The energy industry can make clean energy investments more efficient by embracing blockchain technologies, according to a paper released Tuesday by Chainlink Labs, which provides open-source blockchain interoperability solutions, and Tecnalia, a European research institute.
According to the paper, the power industry can better digitise and value clean energy assets by utilising blockchains. According to the two companies, this would likely result in more capital being invested in green investment possibilities, as well as more openness and responsibility when it comes to meeting climate-friendly promises.

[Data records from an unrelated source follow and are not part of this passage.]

#[cfg(test)]
mod worker_tests {
    use crate::{edge_cache_properties, failure_summary};
    use pagesource_core::{ApiReply, FetchError, InvalidUrlReason, ServiceConfig, validate_target};
    use worker::PolishConfig;

    #[test]
    fn test_edge_cache_follows_cache_max_age() {
        let props = edge_cache_properties(ServiceConfig::default().cache_max_age);
        assert_eq!(props.cache_ttl, Some(300));
        assert_eq!(props.cache_everything, Some(true));
        assert_eq!(props.scrape_shield, Some(false));
        assert!(matches!(props.polish, Some(PolishConfig::Lossy)));

        assert_eq!(edge_cache_properties(60).cache_ttl, Some(60));
    }

    #[test]
    fn test_failure_summary_success_is_silent() {
        let reply = ApiReply {
            status: 200,
            headers: vec![],
            body: Some(serde_json::json!({"success": true})),
        };
        assert_eq!(failure_summary(&reply), None);
    }

    #[test]
    fn test_failure_summary_uses_error_field() {
        let reply = ApiReply {
            status: 408,
            headers: vec![],
            body: Some(serde_json::json!({"error": "Request timeout (15 seconds)"})),
        };
        assert_eq!(
            failure_summary(&reply).as_deref(),
            Some("408 Request timeout (15 seconds)")
        );
    }

    #[test]
    fn test_failure_summary_without_body() {
        let reply = ApiReply {
            status: 404,
            headers: vec![],
            body: None,
        };
        assert_eq!(
            failure_summary(&reply).as_deref(),
            Some("404 no error message")
        );
    }

    /// Common malicious URL patterns must never reach the Workers fetch.
    #[test]
    fn test_malicious_url_defense() {
        let cases = [
            // Script injection attempts
            ("javascript:alert('xss')", InvalidUrlReason::UnsupportedProtocol),
            ("javascript:window.location='evil.com'", InvalidUrlReason::UnsupportedProtocol),
            // Local file access attempts
            ("file:///etc/passwd", InvalidUrlReason::UnsupportedProtocol),
            ("file:///proc/self/environ", InvalidUrlReason::UnsupportedProtocol),
            // Data URLs
            ("data:text/html,<script>alert('xss')</script>", InvalidUrlReason::UnsupportedProtocol),
            ("data:application/javascript,alert('pwned')", InvalidUrlReason::UnsupportedProtocol),
            // Other protocols
            ("ftp://secret.server.com/internal", InvalidUrlReason::UnsupportedProtocol),
            ("gopher://internal.network/", InvalidUrlReason::UnsupportedProtocol),
            ("wss://internal.network/socket", InvalidUrlReason::UnsupportedProtocol),
            ("httpx://evil.com", InvalidUrlReason::UnsupportedProtocol),
            // Loopback
            ("http://127.0.0.1:6379", InvalidUrlReason::PrivateAddress),
            ("http://[::1]:5432", InvalidUrlReason::PrivateAddress),
            ("https://evil.com@127.0.0.1", InvalidUrlReason::PrivateAddress),
            // Private networks
            ("http://192.168.1.1", InvalidUrlReason::PrivateAddress),
            ("https://10.0.0.1", InvalidUrlReason::PrivateAddress),
            ("http://172.17.0.1", InvalidUrlReason::PrivateAddress),
            ("http://[fd00::beef]/", InvalidUrlReason::PrivateAddress),
        ];

        for (url, expected) in cases {
            match validate_target(url) {
                Err(FetchError::InvalidUrl { reason, .. }) => {
                    assert_eq!(reason, expected, "wrong reason for {url}")
                }
                other => panic!("{url} should be rejected, got {other:?}"),
            }
        }
    }
}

“Hybrid smart contracts,” according to the research, are the new backend infrastructure required for developing renewable energy solutions. Blockchains are used to track and settle multi-party operations, while smart contracts are used to define the rules for all parties involved. It also incorporates data and non-blockchain infrastructure into the contracts using oracles, which are interoperability solutions for blockchains built on smart contracts.
According to the report, more than 140 research projects and businesses have started analysing, testing, and applying blockchain-based solutions to improve energy industry operations as of 2019. In a statement, Hyphen CEO Miles Austin said, “We can now give proven real-world metrics to dynamic carbon assets.” “This gives investors, capital markets, banks, and regulators confidence.” Climate bonds and green bonds – fixed income instruments that raise money for environmental projects — can also be tokenized on blockchains, similar to carbon credits.
Arbol, an Ethereum-based climate risk solutions platform, employs smart contracts to enable energy companies hedge power demand and revenue changes as temperatures change. According to the report, individuals might be rewarded for reducing emissions through reward programmes. In exchange for completing the terms of a smart contract designed to reduce their carbon footprint, consumers may be reimbursed with bitcoin or NFTs.